▶ PROBLEM TO SOLVE
Show, from the records below, all lines that contain the word "Result".

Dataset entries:
>>>>>

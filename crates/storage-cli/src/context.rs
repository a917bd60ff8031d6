//! Storage context resolution
//!
//! Works out which storage root a command operates on from the command
//! line, the environment and an optional configuration file.

use std::path::Path;

use storage_fs::{LocalFileStorage, StoreConfig};

use crate::error::{CliError, Result};

/// Build the storage a command operates on.
///
/// An explicit root wins over the root named in the configuration file;
/// the file still contributes its permission modes.
pub fn open_storage(root: Option<&Path>, config: Option<&Path>) -> Result<LocalFileStorage> {
    let config = match (root, config) {
        (root, Some(path)) => {
            let mut config = StoreConfig::load(path)?;
            if let Some(root) = root {
                config.root = root.to_path_buf();
            }
            config
        }
        (Some(root), None) => StoreConfig::new(root),
        (None, None) => {
            return Err(CliError::user(
                "No storage root given. Pass --root <DIR> or --config <FILE>.",
            ));
        }
    };

    tracing::debug!(root = %config.root.display(), "Opening storage");
    Ok(LocalFileStorage::with_config(&config))
}

#[cfg(test)]
mod tests {
    use super::*;
    use std::fs;

    #[test]
    fn missing_root_is_a_user_error() {
        let err = open_storage(None, None).unwrap_err();
        assert!(matches!(err, CliError::User { .. }));
    }

    #[test]
    fn explicit_root() {
        let storage = open_storage(Some(Path::new("/srv/files/")), None).unwrap();
        assert_eq!(storage.root(), Path::new("/srv/files"));
    }

    #[test]
    fn root_overrides_config_but_keeps_modes() {
        let temp = tempfile::tempdir().unwrap();
        let config = temp.path().join("storage.toml");
        fs::write(&config, "root = \"/from/config\"\nfile_mode = 0o600\n").unwrap();

        let storage = open_storage(Some(Path::new("/from/flag")), Some(&config)).unwrap();

        assert_eq!(storage.root(), Path::new("/from/flag"));
        assert_eq!(storage.file_mode(), 0o600);
    }

    #[test]
    fn config_root_used_without_flag() {
        let temp = tempfile::tempdir().unwrap();
        let config = temp.path().join("storage.json");
        fs::write(&config, r#"{"root": "/from/config"}"#).unwrap();

        let storage = open_storage(None, Some(&config)).unwrap();
        assert_eq!(storage.root(), Path::new("/from/config"));
    }
}
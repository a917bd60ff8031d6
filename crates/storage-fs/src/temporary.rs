//! Storage in a self-cleaning temporary directory

use std::ops::Deref;

use tempfile::TempDir;

use crate::{Error, LocalFileStorage, Result};

/// A [`LocalFileStorage`] rooted in a fresh temporary directory.
///
/// The directory and everything stored in it are removed when the value is
/// dropped.
#[derive(Debug)]
pub struct TemporaryFileStorage {
    storage: LocalFileStorage,
    // Dropped after `storage`; removes the directory.
    dir: TempDir,
}

impl TemporaryFileStorage {
    pub fn new() -> Result<Self> {
        let dir = TempDir::new().map_err(|e| Error::not_writable(std::env::temp_dir(), e))?;
        tracing::trace!(root = %dir.path().display(), "Created temporary storage");

        Ok(Self {
            storage: LocalFileStorage::new(dir.path()),
            dir,
        })
    }

    pub fn storage(&self) -> &LocalFileStorage {
        &self.storage
    }

    /// Remove the directory now, reporting failures instead of ignoring them.
    pub fn close(self) -> Result<()> {
        let root = self.dir.path().to_path_buf();
        self.dir.close().map_err(|e| Error::not_writable(root, e))
    }
}

impl Deref for TemporaryFileStorage {
    type Target = LocalFileStorage;

    fn deref(&self) -> &Self::Target {
        &self.storage
    }
}
//! Permission defaults for stored files and directories.

/// Mode applied to every file created by a store (`rw-rw-r--`).
pub const DEFAULT_FILE_MODE: u32 = 0o664;

/// Mode applied to every directory created by a store (`rwxrws---`).
///
/// The set-group-ID bit makes files created below share the directory's
/// group.
pub const DEFAULT_DIR_MODE: u32 = 0o2770;

/// Environment variable naming the storage root for the CLI.
pub const ROOT_ENV: &str = "STORAGE_ROOT";

/// Environment variable naming a configuration file for the CLI.
pub const CONFIG_ENV: &str = "STORAGE_CONFIG";
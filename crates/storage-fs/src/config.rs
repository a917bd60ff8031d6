//! Storage configuration loading

use std::path::{Path, PathBuf};

use serde::Deserialize;

use crate::constants::{DEFAULT_DIR_MODE, DEFAULT_FILE_MODE};
use crate::{Error, Result};

/// Where a store lives and which permissions it hands out.
///
/// ```toml
/// root = "/var/lib/storage"
/// file_mode = 0o640
/// dir_mode = 0o2750
/// ```
#[derive(Debug, Clone, PartialEq, Eq, Deserialize)]
pub struct StoreConfig {
    pub root: PathBuf,
    #[serde(default = "default_file_mode")]
    pub file_mode: u32,
    #[serde(default = "default_dir_mode")]
    pub dir_mode: u32,
}

fn default_file_mode() -> u32 {
    DEFAULT_FILE_MODE
}

fn default_dir_mode() -> u32 {
    DEFAULT_DIR_MODE
}

impl StoreConfig {
    /// Configuration for `root` with default permissions.
    pub fn new(root: impl Into<PathBuf>) -> Self {
        Self {
            root: root.into(),
            file_mode: DEFAULT_FILE_MODE,
            dir_mode: DEFAULT_DIR_MODE,
        }
    }

    /// Load configuration from a file.
    ///
    /// Format is detected from file extension:
    /// - `.toml` -> TOML
    /// - `.json` -> JSON
    /// - `.yaml`, `.yml` -> YAML
    pub fn load(path: &Path) -> Result<Self> {
        let extension = path
            .extension()
            .and_then(|e| e.to_str())
            .unwrap_or("")
            .to_lowercase();

        let format = match extension.as_str() {
            "toml" => "TOML",
            "json" => "JSON",
            "yaml" | "yml" => "YAML",
            _ => return Err(Error::UnsupportedFormat { extension }),
        };

        let content =
            std::fs::read_to_string(path).map_err(|e| Error::not_readable(path, e))?;

        let parsed = match format {
            "TOML" => toml::from_str(&content).map_err(|e| e.to_string()),
            "JSON" => serde_json::from_str(&content).map_err(|e| e.to_string()),
            _ => serde_yaml::from_str(&content).map_err(|e| e.to_string()),
        };

        parsed.map_err(|message| Error::ConfigParse {
            path: path.to_path_buf(),
            format: format.into(),
            message,
        })
    }
}
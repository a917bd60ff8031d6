//! CLI argument parsing using clap derive

use std::path::PathBuf;

use clap::{Parser, Subcommand};
use storage_fs::constants::{CONFIG_ENV, ROOT_ENV};

/// Storage - Read, write and list files below a fixed root directory
#[derive(Parser, Debug)]
#[command(name = "storage")]
#[command(author, version, about, long_about = None)]
pub struct Cli {
    /// Enable verbose output
    #[arg(short, long, global = true)]
    pub verbose: bool,

    /// Storage root directory (overrides the configuration file)
    #[arg(long, global = true, env = ROOT_ENV)]
    pub root: Option<PathBuf>,

    /// Configuration file (.toml, .json, .yaml)
    #[arg(long, global = true, env = CONFIG_ENV)]
    pub config: Option<PathBuf>,

    /// The command to run
    #[command(subcommand)]
    pub command: Option<Commands>,
}

/// Available commands
#[derive(Subcommand, Debug, Clone, PartialEq, Eq)]
pub enum Commands {
    /// List every stored file
    List,

    /// Check whether a file exists
    ///
    /// Prints "true" or "false". Fails if the answer cannot be determined
    /// because a directory on the way is unreadable.
    Exists {
        /// Logical path of the file
        path: String,
    },

    /// Show where a logical path lives on disk
    Resolve {
        /// Logical path to resolve
        path: String,

        /// Fail unless the file exists
        #[arg(long)]
        must_exist: bool,
    },

    /// Print the content of a file
    Read {
        /// Logical path of the file
        path: String,
    },

    /// Create a new file
    ///
    /// Examples:
    ///   storage create notes/today.txt --content "hello"
    ///   cat report.pdf | storage create reports/report.pdf
    Create {
        /// Logical path of the file
        path: String,

        /// Content to write (read from stdin if omitted)
        #[arg(short, long)]
        content: Option<String>,
    },

    /// Overwrite an existing file
    Update {
        /// Logical path of the file
        path: String,

        /// Content to write (read from stdin if omitted)
        #[arg(short, long)]
        content: Option<String>,
    },

    /// Delete a file
    Delete {
        /// Logical path of the file
        path: String,
    },
}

<<<<<

▶ WRITTEN RESPONSE
use crate::error::{CliError, Result};
pub fn open_storage(root: Option<&Path>, config: Option<&Path>) -> Result<LocalFileStorage> {
use crate::{Error, LocalFileStorage, Result};
    pub fn new() -> Result<Self> {
    pub fn close(self) -> Result<()> {
use crate::{Error, Result};
    pub fn load(path: &Path) -> Result<Self> {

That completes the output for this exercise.